PROBLEM
Exactly as written, restate the material below from its first line through the line containing "could hold a", and stop there.

THE DATA
>>>
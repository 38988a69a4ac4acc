//! Collision and movement rules
//!
//! The live piece is always written into the grid, so every occupancy check
//! has to ignore the piece's own cells. Membership is decided by comparing
//! coordinates by value.
//!
//! Every mutating function here is all-or-nothing: either the old cells are
//! cleared, the shape updated and the new cells written, or the grid is left
//! exactly as it was and `false` is returned.

use crate::catalog::{shape_contains, spawn_shape, translate, Shape, PIVOT};
use crate::grid::Grid;
use crate::types::{Coord, Direction, PieceKind, GRID_COLS, GRID_ROWS};

/// The falling piece: its kind plus the four cells it currently covers.
#[derive(Debug, Clone, Copy, PartialEq, Eq, Hash)]
pub struct ActivePiece {
    pub kind: PieceKind,
    pub shape: Shape,
}

impl ActivePiece {
    /// A piece of `kind` in its spawn position. Not yet written to any grid.
    pub fn spawn(kind: PieceKind) -> Self {
        Self {
            kind,
            shape: spawn_shape(kind),
        }
    }
}

/// Whether `coord` could hold a cell of the piece currently covering `own`.
fn is_free(grid: &Grid, coord: Coord, own: &Shape) -> bool {
    grid.in_bounds(coord) && (grid.is_empty_at(coord.row, coord.col) || shape_contains(own, coord))
}

/// True if the shape is resting: a cell sits on the floor or directly on top
/// of a filled cell that is not part of the shape.
pub fn can_settle_below(grid: &Grid, shape: &Shape) -> bool {
    shape.iter().any(|cell| {
        if cell.row == 0 {
            return true;
        }
        let below = cell.offset(-1, 0);
        grid.is_occupied(below.row, below.col) && !shape_contains(shape, below)
    })
}

/// Write the piece's cells into the grid.
pub fn place(grid: &mut Grid, piece: &ActivePiece) {
    for cell in piece.shape.iter() {
        grid.set(cell.row, cell.col, Some(piece.kind));
    }
}

/// Clear the cells covered by `shape`.
pub fn erase(grid: &mut Grid, shape: &Shape) {
    for cell in shape.iter() {
        grid.set(cell.row, cell.col, None);
    }
}

/// Whether every cell of `shape` can be written without touching a filled
/// cell that belongs to someone else.
pub fn fits(grid: &Grid, shape: &Shape) -> bool {
    shape
        .iter()
        .all(|&cell| grid.in_bounds(cell) && grid.is_empty_at(cell.row, cell.col))
}

fn commit(grid: &mut Grid, piece: &mut ActivePiece, shape: Shape) {
    erase(grid, &piece.shape);
    piece.shape = shape;
    place(grid, piece);
}

/// Move the piece one row down.
pub fn move_down(grid: &mut Grid, piece: &mut ActivePiece) -> bool {
    if piece.shape.iter().any(|cell| cell.row == 0) || can_settle_below(grid, &piece.shape) {
        return false;
    }
    let moved = translate(&piece.shape, -1, 0);
    commit(grid, piece, moved);
    true
}

/// Move the piece one column left or right.
pub fn move_horizontal(grid: &mut Grid, piece: &mut ActivePiece, direction: Direction) -> bool {
    let d_col = direction.delta();
    let moved = translate(&piece.shape, 0, d_col);
    if !moved.iter().all(|&cell| is_free(grid, cell, &piece.shape)) {
        return false;
    }
    commit(grid, piece, moved);
    true
}

/// Rotate every cell 90° clockwise around the pivot (index 1).
///
/// The result may lie partly outside the grid; see [`correct_bounds`].
pub fn rotate_shape_cw(shape: &Shape) -> Shape {
    let pivot = shape[PIVOT];
    let mut rotated = *shape;
    for (i, cell) in shape.iter().enumerate() {
        if i == PIVOT {
            continue;
        }
        rotated[i] = Coord::new(
            pivot.row - (cell.col - pivot.col),
            pivot.col + (cell.row - pivot.row),
        );
    }
    rotated
}

/// Shift the whole shape by the smallest offset that puts every cell back
/// inside the grid. A shape that is already in bounds is returned unchanged.
pub fn correct_bounds(shape: &Shape) -> Shape {
    let axis_offset = |lo: i8, hi: i8, size: usize| -> i8 {
        let max = size as i8 - 1;
        if lo < 0 {
            -lo
        } else if hi > max {
            max - hi
        } else {
            0
        }
    };

    let min_row = shape.iter().map(|c| c.row).min().unwrap_or(0);
    let max_row = shape.iter().map(|c| c.row).max().unwrap_or(0);
    let min_col = shape.iter().map(|c| c.col).min().unwrap_or(0);
    let max_col = shape.iter().map(|c| c.col).max().unwrap_or(0);

    translate(
        shape,
        axis_offset(min_row, max_row, GRID_ROWS),
        axis_offset(min_col, max_col, GRID_COLS),
    )
}

/// Rotate the piece clockwise with bounds correction.
///
/// Every kind goes through the same pivot formula, so the O piece shifts its
/// footprint rather than staying put.
pub fn rotate_clockwise(grid: &mut Grid, piece: &mut ActivePiece) -> bool {
    let rotated = correct_bounds(&rotate_shape_cw(&piece.shape));
    if !rotated.iter().all(|&cell| is_free(grid, cell, &piece.shape)) {
        return false;
    }
    commit(grid, piece, rotated);
    true
}

/// Number of rows the shape can fall before it rests, ignoring its own cells.
pub fn drop_distance(grid: &Grid, shape: &Shape) -> i8 {
    let mut distance: i8 = 0;
    loop {
        let next = translate(shape, -(distance + 1), 0);
        if next.iter().all(|&cell| is_free(grid, cell, shape)) {
            distance += 1;
        } else {
            return distance;
        }
    }
}

/// Where the shape would land if dropped straight down. Does not touch the grid.
pub fn ghost_shape(grid: &Grid, shape: &Shape) -> Shape {
    translate(shape, -drop_distance(grid, shape), 0)
}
<<<
RESPONSE TO THIS TASK
repository 38988a69a4ac4acc
//! Collision and movement rules
//!
//! The live piece is always written into the grid, so every occupancy check
//! has to ignore the piece's own cells. Membership is decided by comparing
//! coordinates by value.
//!
//! Every mutating function here is all-or-nothing: either the old cells are
//! cleared, the shape updated and the new cells written, or the grid is left
//! exactly as it was and `false` is returned.

use crate::catalog::{shape_contains, spawn_shape, translate, Shape, PIVOT};
use crate::grid::Grid;
use crate::types::{Coord, Direction, PieceKind, GRID_COLS, GRID_ROWS};

/// The falling piece: its kind plus the four cells it currently covers.
#[derive(Debug, Clone, Copy, PartialEq, Eq, Hash)]
pub struct ActivePiece {
    pub kind: PieceKind,
    pub shape: Shape,
}

impl ActivePiece {
    /// A piece of `kind` in its spawn position. Not yet written to any grid.
    pub fn spawn(kind: PieceKind) -> Self {
        Self {
            kind,
            shape: spawn_shape(kind),
        }
    }
}

/// Whether `coord` could hold a cell of the piece currently covering `own`.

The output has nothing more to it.